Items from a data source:
• • • •

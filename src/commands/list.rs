use crate::config::MergedConfig;
use crate::error::SidecarError;
use crate::infra::tmux::TmuxController;
use crate::infra::{git, task};
use crate::supervisor::session;
use std::path::Path;

pub async fn execute(workspace_root: &Path, cfg: &MergedConfig) -> Result<(), SidecarError> {
    let entries = git::list_worktrees(workspace_root).await?;
    if entries.is_empty() {
        println!("No worktrees.");
        return Ok(());
    }

    println!("{:<24} {:<24} {:<10} {:<8} SESSION", "NAME", "BRANCH", "AGENT", "TASK");
    for entry in entries {
        let name = entry
            .path
            .file_name()
            .map(|n| n.to_string_lossy().to_string())
            .unwrap_or_else(|| entry.branch.clone());
        let agent = task::read_agent_link(&entry.path)
            .await
            .map(|k| k.to_string())
            .unwrap_or_else(|| "-".into());
        let task_label = match task::read_task_link(&entry.path).await {
            Some(id) => match task::show(&id).await {
                Some(info) if !info.title.is_empty() => format!("{id} ({})", info.title),
                _ => id,
            },
            None => "-".into(),
        };

        let session = session::session_name(cfg.session_prefix(), &name);
        let session_state = match TmuxController::session_exists(&session).await {
            Ok(true) => "running",
            Ok(false) => "-",
            Err(_) => "?",
        };

        println!(
            "{name:<24} {:<24} {agent:<10} {task_label:<8} {session_state}",
            entry.branch
        );
    }
    Ok(())
}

• • • •

§ **WHAT IS EXPECTED**: From the data above, output every line exactly.

§ **SOLUTION**:
filename src/commands/list.rs
use crate::config::MergedConfig;
use crate::error::SidecarError;
use crate::infra::tmux::TmuxController;
use crate::infra::{git, task};
use crate::supervisor::session;
use std::path::Path;

pub async fn execute(workspace_root: &Path, cfg: &MergedConfig) -> Result<(), SidecarError> {
    let entries = git::list_worktrees(workspace_root).await?;
    if entries.is_empty() {
        println!("No worktrees.");
        return Ok(());
    }

    println!("{:<24} {:<24} {:<10} {:<8} SESSION", "NAME", "BRANCH", "AGENT", "TASK");
    for entry in entries {
        let name = entry
            .path
            .file_name()
            .map(|n| n.to_string_lossy().to_string())
            .unwrap_or_else(|| entry.branch.clone());
        let agent = task::read_agent_link(&entry.path)
            .await
            .map(|k| k.to_string())
            .unwrap_or_else(|| "-".into());
        let task_label = match task::read_task_link(&entry.path).await {
            Some(id) => match task::show(&id).await {
                Some(info) if !info.title.is_empty() => format!("{id} ({})", info.title),
                _ => id,
            },
            None => "-".into(),
        };

        let session = session::session_name(cfg.session_prefix(), &name);
        let session_state = match TmuxController::session_exists(&session).await {
            Ok(true) => "running",
            Ok(false) => "-",
            Err(_) => "?",
        };

        println!(
            "{name:<24} {:<24} {agent:<10} {task_label:<8} {session_state}",
            entry.branch
        );
    }
    Ok(())
}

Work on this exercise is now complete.